HomeMac OS XTips and TricksEnabling Anonymous FTP

Instructions for 10.2.x (Jaguar)

Sorry folks -- I wish I had a good answer here, but I've spent a couple of hours fiddling with trying to get this working, with no success so far.

There are essentially two workarounds:

  1. Create a user account to be used only for FTP
    Need to lock down account so it can't see the rest of the system, can't logon to the command line, etc.
  2. Use a different FTP server
    This means installing a separate FTP server to be used for anonymous FTP. It would have its own permissions system, and would have to run on a custom port (unless you disabled Apple's built-in FTP, which is already using the standard FTP port).
‹ Instructions for pre 10.2 systemsupSSH Terminal Shortcuts ›

Comments

September 18, 2004 - 1:20pm — bahamat (not verified)

I've can do it

I dug extra deep one day and figured out how to create a real anonymous FTP. I've tested it myself on 10.3.4 with lukemftpd and tnftpd. I believe it works on Jaguar as well.

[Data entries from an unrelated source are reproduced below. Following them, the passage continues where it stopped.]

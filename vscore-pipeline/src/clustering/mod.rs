//! Clustering engine
//!
//! Min-max scaling followed by seeded k-means. The cluster count is 3 when
//! at least three households are eligible and 1 otherwise. Quality metrics
//! come along with the fit: inertia always, silhouette when there are more
//! than three points and at least two populated clusters.

pub mod kmeans;
pub mod metrics;
pub mod scaler;

use thiserror::Error;
use tracing::{info, warn};

pub use kmeans::KMeansParams;
pub use scaler::{FeatureBounds, MinMaxScaler};

use crate::features::FEATURE_COUNT;
use crate::models::ClusterMetrics;

/// Cluster count used when enough households are eligible
pub const TARGET_CLUSTERS: usize = 3;

#[derive(Debug, Error)]
pub enum ClusteringError {
    #[error("Feature matrix is empty")]
    EmptyInput,

    #[error("Cannot form {clusters} clusters from {points} points")]
    TooFewPoints { points: usize, clusters: usize },

    #[error("Feature matrix contains a non-finite value")]
    NonFiniteValue,
}

/// Tunables for one clustering pass
#[derive(Debug, Clone)]
pub struct ClusteringOptions {
    pub n_init: usize,
    pub max_iterations: usize,
    pub tolerance: f64,
    pub seed: u64,
    /// Silhouette is computed on an evenly strided sample above this size
    pub silhouette_sample_limit: usize,
}

impl Default for ClusteringOptions {
    fn default() -> Self {
        let params = KMeansParams::default();
        Self {
            n_init: params.n_init,
            max_iterations: params.max_iterations,
            tolerance: params.tolerance,
            seed: params.seed,
            silhouette_sample_limit: 5000,
        }
    }
}

/// Cluster assignment for the whole batch
#[derive(Debug, Clone)]
pub struct ClusteringOutcome {
    pub scaler: MinMaxScaler,
    /// Centroids in scaled feature space
    pub centroids: Vec<[f64; FEATURE_COUNT]>,
    /// Cluster id per input row
    pub labels: Vec<usize>,
    pub metrics: ClusterMetrics,
}

/// k for a batch of `n` eligible households
pub fn cluster_count(n: usize) -> usize {
    if n >= TARGET_CLUSTERS {
        TARGET_CLUSTERS
    } else {
        1
    }
}

/// Scale `matrix` and partition it
pub fn cluster(
    matrix: &[[f64; FEATURE_COUNT]],
    options: &ClusteringOptions,
) -> Result<ClusteringOutcome, ClusteringError> {
    let (scaler, scaled) = MinMaxScaler::fit_transform(matrix).ok_or(ClusteringError::EmptyInput)?;

    let params = KMeansParams {
        n_clusters: cluster_count(scaled.len()),
        n_init: options.n_init,
        max_iterations: options.max_iterations,
        tolerance: options.tolerance,
        seed: options.seed,
    };
    let fit = kmeans::fit(&scaled, &params)?;

    let silhouette = if scaled.len() > TARGET_CLUSTERS {
        sampled_silhouette(&scaled, &fit.labels, options.silhouette_sample_limit)
    } else {
        None
    };

    if scaled.len() > TARGET_CLUSTERS && silhouette.is_none() {
        warn!("Silhouette undefined: fewer than two populated clusters");
    }

    info!(
        households = scaled.len(),
        n_clusters = params.n_clusters,
        inertia = fit.inertia,
        silhouette = ?silhouette,
        iterations = fit.iterations,
        "Clustering complete"
    );

    Ok(ClusteringOutcome {
        scaler,
        centroids: fit.centroids,
        labels: fit.labels,
        metrics: ClusterMetrics {
            inertia: fit.inertia,
            silhouette,
            n_clusters: params.n_clusters,
        },
    })
}

fn sampled_silhouette(
    points: &[[f64; FEATURE_COUNT]],
    labels: &[usize],
    limit: usize,
) -> Option<f64> {
    if limit == 0 || points.len() <= limit {
        return metrics::silhouette_score(points, labels);
    }

    let step = points.len().div_ceil(limit);
    let (sample_points, sample_labels): (Vec<_>, Vec<_>) = points
        .iter()
        .zip(labels.iter())
        .step_by(step)
        .map(|(p, l)| (*p, *l))
        .unzip();

    metrics::silhouette_score(&sample_points, &sample_labels)
}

http://digitalelf.net/archives/000030.html

January 7, 2004 - 3:11pm — Anonymous

careful with this solution

the problem with this is then you don't get any updates (security or otherwise) that Apple may release to ftpd. I'm going to go with the ftp user route.

May 3, 2003 - 2:19pm — Anonymous

The 10.1 ftpd works ok on 10.2

Here's what I did to get anon ftp working with 10.2:
- copied the old 10.1 ftpd (which I had handy on a backup from my 10.1 system) to the 10.2 system. The old ftpd was in usr/libexec/ on the system disk. I put it into /usr/libexec/ftpd-10.1 on the new system disk.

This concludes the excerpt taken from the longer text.